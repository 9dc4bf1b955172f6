//! Domain ports and supporting types for the hexagonal boundary.
//!
//! Driven ports (repositories, external services, the background dispatcher)
//! are implemented in `outbound`. Driving ports (`*Command`, `*Query`) are
//! implemented by the services in `domain` and consumed by `inbound`.

mod macros;
pub(crate) use macros::define_port_error;

mod background_dispatcher;
mod child_command;
mod child_query;
mod child_repository;
mod counsel_report_command;
mod counsel_report_query;
mod counsel_report_repository;
mod counsel_request_command;
mod counsel_request_repository;
mod institution_command;
mod institution_query;
mod institution_repository;
mod password_hasher;
mod recommendation_source;
mod report_generator;
mod review_command;
mod review_query;
mod review_repository;
mod user_command;
mod user_query;
mod user_repository;

#[cfg(test)]
pub use background_dispatcher::MockBackgroundDispatcher;
pub use background_dispatcher::{BackgroundDispatcher, BestEffortFailure, BestEffortTask};
#[cfg(test)]
pub use child_command::MockChildCommand;
pub use child_command::{ChildCommand, ChildPayload, RegisterChildRequest, RenameChildRequest};
#[cfg(test)]
pub use child_query::MockChildQuery;
pub use child_query::ChildQuery;
#[cfg(test)]
pub use child_repository::MockChildRepository;
pub use child_repository::{ChildRepository, ChildRepositoryError};
#[cfg(test)]
pub use counsel_report_command::MockCounselReportCommand;
pub use counsel_report_command::{
    CounselReportCommand, CounselReportPayload, CreateCounselReportRequest,
    ReturnCounselReportRequest, ReviseCounselReportRequest,
};
#[cfg(test)]
pub use counsel_report_query::MockCounselReportQuery;
pub use counsel_report_query::CounselReportQuery;
#[cfg(test)]
pub use counsel_report_repository::MockCounselReportRepository;
pub use counsel_report_repository::{CounselReportRepository, CounselReportRepositoryError};
#[cfg(test)]
pub use counsel_request_command::MockCounselRequestCommand;
pub use counsel_request_command::{
    AssignCounselorRequest, AssignInstitutionRequest, CounselRequestCommand,
    CounselRequestPayload, CreateCounselRequestRequest, InstitutionRecommendationsPayload,
    RecommendedInstitution,
};
#[cfg(test)]
pub use counsel_request_repository::MockCounselRequestRepository;
pub use counsel_request_repository::{CounselRequestRepository, CounselRequestRepositoryError};
#[cfg(test)]
pub use institution_command::MockInstitutionCommand;
pub use institution_command::{InstitutionCommand, InstitutionPayload, RegisterInstitutionRequest};
#[cfg(test)]
pub use institution_query::MockInstitutionQuery;
pub use institution_query::InstitutionQuery;
#[cfg(test)]
pub use institution_repository::MockInstitutionRepository;
pub use institution_repository::{InstitutionRepository, InstitutionRepositoryError};
#[cfg(test)]
pub use password_hasher::MockPasswordHasher;
pub use password_hasher::{PasswordHasher, PasswordHasherError};
#[cfg(test)]
pub use recommendation_source::MockRecommendationSource;
pub use recommendation_source::{
    RecommendationCandidate, RecommendationRequest, RecommendationSource,
    RecommendationSourceError,
};
#[cfg(test)]
pub use report_generator::MockReportGenerator;
pub use report_generator::{ReportGenerator, ReportGeneratorError};
#[cfg(test)]
pub use review_command::MockReviewCommand;
pub use review_command::{CreateReviewRequest, ReviewCommand, ReviewPayload, UpdateReviewRequest};
#[cfg(test)]
pub use review_query::MockReviewQuery;
pub use review_query::{InstitutionReviewItem, InstitutionReviewsPayload, ReviewQuery};
#[cfg(test)]
pub use review_repository::MockReviewRepository;
pub use review_repository::{ReviewRepository, ReviewRepositoryError};
#[cfg(test)]
pub use user_command::MockUserCommand;
pub use user_command::{ChangePasswordRequest, RegisterUserRequest, UserCommand, UserProfilePayload};
#[cfg(test)]
pub use user_query::MockUserQuery;
pub use user_query::UserQuery;
#[cfg(test)]
pub use user_repository::MockUserRepository;
pub use user_repository::{UserRepository, UserRepositoryError};
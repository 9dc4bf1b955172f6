//! Tokio-backed best-effort dispatcher.
//!
//! Each task is spawned on the runtime with the dispatching request's trace
//! id re-scoped around it. Failures are sent on an unbounded channel; a
//! drain task turns them into `warn` records.

use tokio::runtime::Handle;
use tokio::sync::mpsc;
use tracing::{debug, warn};

use crate::domain::TraceId;
use crate::domain::ports::{BackgroundDispatcher, BestEffortFailure, BestEffortTask};

/// Receiving end of the dispatcher's failure channel.
pub type FailureReceiver = mpsc::UnboundedReceiver<BestEffortFailure>;

/// [`BackgroundDispatcher`] spawning onto a tokio runtime.
#[derive(Debug, Clone)]
pub struct TokioBackgroundDispatcher {
    runtime: Handle,
    failures: mpsc::UnboundedSender<BestEffortFailure>,
}

impl TokioBackgroundDispatcher {
    /// Build a dispatcher and hand back its failure channel.
    pub fn new(runtime: Handle) -> (Self, FailureReceiver) {
        let (failures, receiver) = mpsc::unbounded_channel();
        (Self { runtime, failures }, receiver)
    }

    /// Build a dispatcher whose failures are logged by a drain task spawned
    /// on the same runtime.
    pub fn with_logging(runtime: Handle) -> Self {
        let (dispatcher, receiver) = Self::new(runtime.clone());
        runtime.spawn(drain_failures(receiver));
        dispatcher
    }
}

impl BackgroundDispatcher for TokioBackgroundDispatcher {
    fn dispatch(&self, task: BestEffortTask) {
        let (name, work) = task.into_parts();
        let failures = self.failures.clone();
        let trace_id = TraceId::current().map(|id| id.to_string());
        debug!(task = name, "best-effort task dispatched");
        self.runtime.spawn(TraceId::propagate(async move {
            let Err(message) = work.await else {
                debug!(task = name, "best-effort task finished");
                return;
            };
            let failure = BestEffortFailure {
                task: name,
                message,
                trace_id,
            };
            if let Err(unsent) = failures.send(failure) {
                let failure = unsent.0;
                warn!(
                    task = failure.task,
                    error = %failure.message,
                    "best-effort task failed; failure channel closed"
                );
            }
        }));
    }
}

/// Log every failure until all senders are dropped.
pub async fn drain_failures(mut receiver: FailureReceiver) {
    while let Some(failure) = receiver.recv().await {
        warn!(
            task = failure.task,
            error = %failure.message,
            trace_id = failure.trace_id.as_deref().unwrap_or("-"),
            "best-effort task failed"
        );
    }
}
//! Driving port for reading counsel reports.

use async_trait::async_trait;

use crate::domain::{Actor, CounselReportId, Error};

use super::CounselReportPayload;

#[cfg_attr(test, mockall::automock)]
#[async_trait]
pub trait CounselReportQuery: Send + Sync {
    /// Guardian view of a report. Drafts are reported as not found.
    async fn get_for_guardian(
        &self,
        actor: Actor,
        report_id: CounselReportId,
    ) -> Result<CounselReportPayload, Error>;
}
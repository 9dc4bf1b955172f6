//! Recommendation source used when no service endpoint is configured.

use async_trait::async_trait;

use crate::domain::ports::{
    RecommendationCandidate, RecommendationRequest, RecommendationSource,
    RecommendationSourceError,
};

/// Always reports the service as unavailable.
#[derive(Debug, Default, Clone, Copy)]
pub struct DisabledRecommendationSource;

#[async_trait]
impl RecommendationSource for DisabledRecommendationSource {
    async fn recommend(
        &self,
        _request: &RecommendationRequest,
    ) -> Result<Vec<RecommendationCandidate>, RecommendationSourceError> {
        Err(RecommendationSourceError::unavailable(
            "no recommendation endpoint configured",
        ))
    }
}
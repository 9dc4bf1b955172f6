//! Counsel report aggregate.
//!
//! A counselor drafts a report for a counsel request, submits it, and the
//! institution admin reviews and approves it or returns it for revision.
//! Every status change goes through one private transition routine, which
//! consults [`status::TRANSITIONS`] before touching any field.

pub mod status;

use chrono::{DateTime, Utc};

pub use status::{CounselReportStatus, TRANSITIONS};

use super::events::DomainEvent;
use super::value_objects::{ReportBody, ReportTitle};
use super::{ChildId, CounselReportId, CounselRequestId, UserId};

/// Rule violations raised by report mutators.
#[derive(Debug, Clone, PartialEq, Eq, thiserror::Error)]
pub enum CounselReportError {
    /// Content edits are only allowed while the report is a draft.
    #[error("작성 중인 보고서만 수정할 수 있습니다 (현재 상태: {status})")]
    NotEditable { status: CounselReportStatus },
    /// The requested status change is not in the transition table.
    #[error("보고서 상태를 {from}에서 {to}(으)로 변경할 수 없습니다")]
    InvalidTransition {
        from: CounselReportStatus,
        to: CounselReportStatus,
    },
}

/// Validated input for [`CounselReport::create`].
#[derive(Debug, Clone)]
pub struct NewCounselReport {
    pub counsel_request_id: CounselRequestId,
    pub child_id: ChildId,
    pub counselor_id: UserId,
    pub title: ReportTitle,
    pub body: ReportBody,
}

/// Stored shape used to re-hydrate a [`CounselReport`].
#[derive(Debug, Clone)]
pub struct CounselReportRecord {
    pub id: CounselReportId,
    pub counsel_request_id: CounselRequestId,
    pub child_id: ChildId,
    pub counselor_id: UserId,
    pub title: ReportTitle,
    pub body: ReportBody,
    pub status: CounselReportStatus,
    pub reviewer_comment: Option<String>,
    pub created_at: DateTime<Utc>,
    pub updated_at: DateTime<Utc>,
    pub submitted_at: Option<DateTime<Utc>>,
    pub approved_at: Option<DateTime<Utc>>,
}

/// Report authored by a counselor about one counsel request.
#[derive(Debug, Clone)]
pub struct CounselReport {
    id: CounselReportId,
    counsel_request_id: CounselRequestId,
    child_id: ChildId,
    counselor_id: UserId,
    title: ReportTitle,
    body: ReportBody,
    status: CounselReportStatus,
    reviewer_comment: Option<String>,
    created_at: DateTime<Utc>,
    updated_at: DateTime<Utc>,
    submitted_at: Option<DateTime<Utc>>,
    approved_at: Option<DateTime<Utc>>,
    events: Vec<DomainEvent>,
}

impl CounselReport {
    /// Start a new report in [`CounselReportStatus::Draft`].
    pub fn create(new: NewCounselReport, now: DateTime<Utc>) -> Self {
        let NewCounselReport {
            counsel_request_id,
            child_id,
            counselor_id,
            title,
            body,
        } = new;
        Self {
            id: CounselReportId::random(),
            counsel_request_id,
            child_id,
            counselor_id,
            title,
            body,
            status: CounselReportStatus::Draft,
            reviewer_comment: None,
            created_at: now,
            updated_at: now,
            submitted_at: None,
            approved_at: None,
            events: Vec::new(),
        }
    }

    /// Re-hydrate a stored report without validation.
    pub fn restore(record: CounselReportRecord) -> Self {
        let CounselReportRecord {
            id,
            counsel_request_id,
            child_id,
            counselor_id,
            title,
            body,
            status,
            reviewer_comment,
            created_at,
            updated_at,
            submitted_at,
            approved_at,
        } = record;
        Self {
            id,
            counsel_request_id,
            child_id,
            counselor_id,
            title,
            body,
            status,
            reviewer_comment,
            created_at,
            updated_at,
            submitted_at,
            approved_at,
            events: Vec::new(),
        }
    }

    pub fn id(&self) -> CounselReportId {
        self.id
    }

    pub fn counsel_request_id(&self) -> CounselRequestId {
        self.counsel_request_id
    }

    pub fn child_id(&self) -> ChildId {
        self.child_id
    }

    pub fn counselor_id(&self) -> UserId {
        self.counselor_id
    }

    pub fn title(&self) -> &ReportTitle {
        &self.title
    }

    pub fn body(&self) -> &ReportBody {
        &self.body
    }

    pub fn status(&self) -> CounselReportStatus {
        self.status
    }

    /// Comment left when the report was returned for revision.
    pub fn reviewer_comment(&self) -> Option<&str> {
        self.reviewer_comment.as_deref()
    }

    pub fn created_at(&self) -> DateTime<Utc> {
        self.created_at
    }

    pub fn updated_at(&self) -> DateTime<Utc> {
        self.updated_at
    }

    pub fn submitted_at(&self) -> Option<DateTime<Utc>> {
        self.submitted_at
    }

    pub fn approved_at(&self) -> Option<DateTime<Utc>> {
        self.approved_at
    }

    /// Whether `counselor` is the author.
    pub fn is_author(&self, counselor: UserId) -> bool {
        self.counselor_id == counselor
    }

    /// Whether `counselor` may edit the content right now.
    pub fn can_edit(&self, counselor: UserId) -> bool {
        self.is_author(counselor) && self.status.is_counselor_editable()
    }

    /// Replace title and body while the report is a draft.
    pub fn revise(
        &mut self,
        title: ReportTitle,
        body: ReportBody,
        now: DateTime<Utc>,
    ) -> Result<(), CounselReportError> {
        if !self.status.is_counselor_editable() {
            return Err(CounselReportError::NotEditable {
                status: self.status,
            });
        }
        self.title = title;
        self.body = body;
        self.updated_at = now;
        Ok(())
    }

    /// `Draft -> Submitted`. Clears any earlier reviewer comment.
    pub fn submit(&mut self, now: DateTime<Utc>) -> Result<(), CounselReportError> {
        self.transition_to(CounselReportStatus::Submitted, now)?;
        self.submitted_at = Some(now);
        self.reviewer_comment = None;
        Ok(())
    }

    /// `Submitted -> Reviewed`.
    pub fn mark_reviewed(&mut self, now: DateTime<Utc>) -> Result<(), CounselReportError> {
        self.transition_to(CounselReportStatus::Reviewed, now)
    }

    /// `Reviewed -> Approved`.
    pub fn approve(&mut self, now: DateTime<Utc>) -> Result<(), CounselReportError> {
        self.transition_to(CounselReportStatus::Approved, now)?;
        self.approved_at = Some(now);
        Ok(())
    }

    /// `Submitted -> Draft`, keeping the reviewer's comment. A blank comment
    /// is stored as none.
    pub fn return_for_revision(
        &mut self,
        comment: Option<String>,
        now: DateTime<Utc>,
    ) -> Result<(), CounselReportError> {
        self.transition_to(CounselReportStatus::Draft, now)?;
        self.reviewer_comment = comment
            .map(|c| c.trim().to_owned())
            .filter(|c| !c.is_empty());
        self.submitted_at = None;
        Ok(())
    }

    /// Drain queued domain events.
    pub fn take_events(&mut self) -> Vec<DomainEvent> {
        std::mem::take(&mut self.events)
    }

    fn transition_to(
        &mut self,
        to: CounselReportStatus,
        now: DateTime<Utc>,
    ) -> Result<(), CounselReportError> {
        let from = self.status;
        if !from.can_transition_to(to) {
            return Err(CounselReportError::InvalidTransition { from, to });
        }
        self.status = to;
        self.updated_at = now;
        self.events.push(DomainEvent::CounselReportStatusChanged {
            report_id: self.id,
            from,
            to,
        });
        Ok(())
    }
}
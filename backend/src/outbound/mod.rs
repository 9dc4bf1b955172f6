//! Outbound adapters implementing domain ports for external infrastructure.
//!
//! - **memory**: in-process repositories, the reference persistence layer
//! - **recommendation**: reqwest client for the institution matching service
//! - **report_generator**: reqwest client for the document service
//! - **dispatcher**: tokio-backed best-effort task runner
//! - **password_hasher**: Argon2id hashing
//!
//! Adapters are thin translators that convert between domain types and
//! infrastructure-specific representations. They contain no business logic.

pub mod dispatcher;
mod http_support;
pub mod memory;
pub mod password_hasher;
pub mod recommendation;
pub mod report_generator;

pub use dispatcher::{FailureReceiver, TokioBackgroundDispatcher, drain_failures};
pub use http_support::HttpClientError;
pub use password_hasher::Argon2PasswordHasher;
//! Backend entry-point: loads settings, initialises logging and serves HTTP.

use actix_web::web;
use ortho_config::OrthoConfig;
use tracing::{error, warn};
use tracing_subscriber::{EnvFilter, fmt};

use carebridge::config::AppSettings;
use carebridge::inbound::http::health::HealthState;
use carebridge::server::create_server;

/// Application bootstrap.
#[actix_web::main]
async fn main() -> std::io::Result<()> {
    if let Err(e) = fmt()
        .with_env_filter(EnvFilter::from_default_env())
        .json()
        .try_init()
    {
        warn!(error = %e, "tracing init failed");
    }

    let settings = AppSettings::load()
        .map_err(std::io::Error::other)?
        .validate()
        .map_err(|e| {
            error!(error = %e, "invalid configuration");
            std::io::Error::other(e)
        })?;

    let health_state = web::Data::new(HealthState::new());
    let server = create_server(health_state.clone(), &settings)?;
    let result = server.await;
    health_state.mark_unhealthy();
    result
}
//! Institution registration and lookup.

use std::sync::Arc;

use async_trait::async_trait;
use mockable::Clock;
use tracing::info;

use crate::domain::ports::{
    InstitutionCommand, InstitutionPayload, InstitutionQuery, InstitutionRepository,
    RegisterInstitutionRequest,
};
use crate::domain::railway::zip3;
use crate::domain::value_objects::{Address, InstitutionName, PhoneNumber, invalid_field};
use crate::domain::{Actor, Error, Institution, InstitutionId, NewInstitution};

/// Institution service implementing [`InstitutionCommand`] and
/// [`InstitutionQuery`].
#[derive(Clone)]
pub struct InstitutionService<I> {
    institutions: Arc<I>,
    clock: Arc<dyn Clock>,
}

impl<I> InstitutionService<I> {
    pub fn new(institutions: Arc<I>, clock: Arc<dyn Clock>) -> Self {
        Self {
            institutions,
            clock,
        }
    }
}

#[async_trait]
impl<I> InstitutionCommand for InstitutionService<I>
where
    I: InstitutionRepository,
{
    async fn register_institution(
        &self,
        actor: Actor,
        request: RegisterInstitutionRequest,
    ) -> Result<InstitutionPayload, Error> {
        if !actor.is_admin() {
            return Err(Error::forbidden("시스템 관리자만 기관을 등록할 수 있습니다"));
        }
        let (name, address, phone) = zip3(
            InstitutionName::new(&request.name).map_err(|err| invalid_field("name", err)),
            Address::new(
                &request.address,
                request.address_detail.as_deref(),
                request.postal_code.as_deref(),
            )
            .map_err(|err| invalid_field("address", err)),
            request
                .phone
                .as_deref()
                .map(PhoneNumber::new)
                .transpose()
                .map_err(|err| invalid_field("phone", err)),
        )?;

        let institution = Institution::create(
            NewInstitution {
                name,
                address,
                phone,
            },
            self.clock.utc(),
        );
        self.institutions.save(&institution).await?;
        info!(institution_id = %institution.id(), "institution registered");
        Ok(InstitutionPayload::from(&institution))
    }
}

#[async_trait]
impl<I> InstitutionQuery for InstitutionService<I>
where
    I: InstitutionRepository,
{
    async fn get_institution(
        &self,
        institution_id: InstitutionId,
    ) -> Result<InstitutionPayload, Error> {
        self.institutions
            .find_by_id(&institution_id)
            .await?
            .map(|institution| InstitutionPayload::from(&institution))
            .ok_or_else(|| Error::not_found(format!("institution {institution_id} not found")))
    }
}
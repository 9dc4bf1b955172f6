//! Builders wiring memory repositories, external clients and services into
//! the HTTP adapter state.

use std::sync::Arc;

use mockable::{Clock, DefaultClock};
use tokio::runtime::Handle;
use tracing::{info, warn};

use crate::config::ServerSettings;
use crate::domain::ports::{RecommendationSource, ReportGenerator};
use crate::domain::{
    ChildService, CounselReportService, CounselRequestService, InstitutionService,
    ReviewService, UserService,
};
use crate::inbound::http::state::HttpState;
use crate::outbound::memory::{
    MemoryChildRepository, MemoryCounselReportRepository, MemoryCounselRequestRepository,
    MemoryInstitutionRepository, MemoryReviewRepository, MemoryUserRepository,
};
use crate::outbound::recommendation::{DisabledRecommendationSource, RecommendationHttpSource};
use crate::outbound::report_generator::{DisabledReportGenerator, ReportGeneratorHttpClient};
use crate::outbound::{Argon2PasswordHasher, HttpClientError, TokioBackgroundDispatcher};

/// In-memory repositories shared by every service.
#[derive(Clone, Default)]
pub struct MemoryRepositories {
    pub reviews: Arc<MemoryReviewRepository>,
    pub children: Arc<MemoryChildRepository>,
    pub counsel_requests: Arc<MemoryCounselRequestRepository>,
    pub counsel_reports: Arc<MemoryCounselReportRepository>,
    pub users: Arc<MemoryUserRepository>,
    pub institutions: Arc<MemoryInstitutionRepository>,
}

fn recommendation_source(
    settings: &ServerSettings,
) -> Result<Arc<dyn RecommendationSource>, HttpClientError> {
    match &settings.recommendation_url {
        Some(url) => {
            info!(%url, "institution recommendations enabled");
            Ok(Arc::new(RecommendationHttpSource::new(
                url,
                settings.http_timeout,
            )?))
        }
        None => {
            warn!("no recommendation endpoint configured; recommendations unavailable");
            Ok(Arc::new(DisabledRecommendationSource))
        }
    }
}

fn report_generator(
    settings: &ServerSettings,
) -> Result<Arc<dyn ReportGenerator>, HttpClientError> {
    match &settings.report_generator_url {
        Some(url) => {
            info!(%url, "report generation enabled");
            Ok(Arc::new(ReportGeneratorHttpClient::new(
                url,
                settings.http_timeout,
            )?))
        }
        None => {
            warn!("no report generator configured; approved reports are not rendered");
            Ok(Arc::new(DisabledReportGenerator))
        }
    }
}

/// Build the handler state over `repositories`.
///
/// Best-effort work is spawned on `runtime`, whose failure channel is
/// drained into the log.
///
/// # Errors
/// Returns [`HttpClientError`] when an outbound HTTP client cannot be built.
pub fn build_http_state(
    settings: &ServerSettings,
    repositories: &MemoryRepositories,
    runtime: Handle,
) -> Result<HttpState, HttpClientError> {
    let clock: Arc<dyn Clock> = Arc::new(DefaultClock);
    let repos = repositories.clone();
    let dispatcher = Arc::new(TokioBackgroundDispatcher::with_logging(runtime));

    let reviews = Arc::new(ReviewService::new(
        Arc::clone(&repos.reviews),
        Arc::clone(&repos.institutions),
        Arc::clone(&repos.users),
        Arc::clone(&clock),
    ));
    let children = Arc::new(ChildService::new(
        Arc::clone(&repos.children),
        Arc::clone(&repos.users),
        Arc::clone(&repos.institutions),
        Arc::clone(&clock),
        settings.timezone,
    ));
    let counsel_requests = Arc::new(CounselRequestService::new(
        Arc::clone(&repos.counsel_requests),
        Arc::clone(&repos.children),
        Arc::clone(&repos.users),
        Arc::clone(&repos.institutions),
        recommendation_source(settings)?,
        Arc::clone(&clock),
        settings.timezone,
    ));
    let counsel_reports = Arc::new(CounselReportService::new(
        Arc::clone(&repos.counsel_reports),
        Arc::clone(&repos.counsel_requests),
        Arc::clone(&repos.children),
        dispatcher,
        report_generator(settings)?,
        Arc::clone(&clock),
    ));
    let users = Arc::new(UserService::new(
        Arc::clone(&repos.users),
        Arc::clone(&repos.institutions),
        Arc::new(Argon2PasswordHasher),
        Arc::clone(&clock),
    ));
    let institutions = Arc::new(InstitutionService::new(repos.institutions, clock));

    Ok(HttpState {
        reviews: reviews.clone(),
        reviews_query: reviews,
        children: children.clone(),
        children_query: children,
        counsel_requests,
        counsel_reports: counsel_reports.clone(),
        counsel_reports_query: counsel_reports,
        users: users.clone(),
        users_query: users,
        institutions: institutions.clone(),
        institutions_query: institutions,
    })
}
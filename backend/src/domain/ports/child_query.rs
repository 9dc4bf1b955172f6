//! Driving port for reading children.

use async_trait::async_trait;

use crate::domain::{Actor, ChildId, Error, UserId};

use super::ChildPayload;

#[cfg_attr(test, mockall::automock)]
#[async_trait]
pub trait ChildQuery: Send + Sync {
    async fn get_child(&self, actor: Actor, child_id: ChildId) -> Result<ChildPayload, Error>;

    /// Children cared for by `guardian_id`.
    async fn list_children(
        &self,
        actor: Actor,
        guardian_id: UserId,
    ) -> Result<Vec<ChildPayload>, Error>;
}
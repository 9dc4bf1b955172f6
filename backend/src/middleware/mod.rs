//! Request middleware.
//!
//! Purpose: define middleware components for request lifecycle concerns such
//! as tracing.

pub mod trace;

pub use trace::{TRACE_ID_HEADER, Trace};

^^^^^^^^

What is required → Taking the entries above, write out exactly the lines starting with the line containing "pub use user_repository::MockUserRepository;" and going on through the line containing "pub fn with_logging(runtime: Handle)", both included, and nothing else.

Task answer →
pub use user_repository::MockUserRepository;
pub use user_repository::{UserRepository, UserRepositoryError};
repository 9dc4bf1b955172f6
//! Tokio-backed best-effort dispatcher.
//!
//! Each task is spawned on the runtime with the dispatching request's trace
//! id re-scoped around it. Failures are sent on an unbounded channel; a
//! drain task turns them into `warn` records.

use tokio::runtime::Handle;
use tokio::sync::mpsc;
use tracing::{debug, warn};

use crate::domain::TraceId;
use crate::domain::ports::{BackgroundDispatcher, BestEffortFailure, BestEffortTask};

/// Receiving end of the dispatcher's failure channel.
pub type FailureReceiver = mpsc::UnboundedReceiver<BestEffortFailure>;

/// [`BackgroundDispatcher`] spawning onto a tokio runtime.
#[derive(Debug, Clone)]
pub struct TokioBackgroundDispatcher {
    runtime: Handle,
    failures: mpsc::UnboundedSender<BestEffortFailure>,
}

impl TokioBackgroundDispatcher {
    /// Build a dispatcher and hand back its failure channel.
    pub fn new(runtime: Handle) -> (Self, FailureReceiver) {
        let (failures, receiver) = mpsc::unbounded_channel();
        (Self { runtime, failures }, receiver)
    }

    /// Build a dispatcher whose failures are logged by a drain task spawned
    /// on the same runtime.
    pub fn with_logging(runtime: Handle) -> Self {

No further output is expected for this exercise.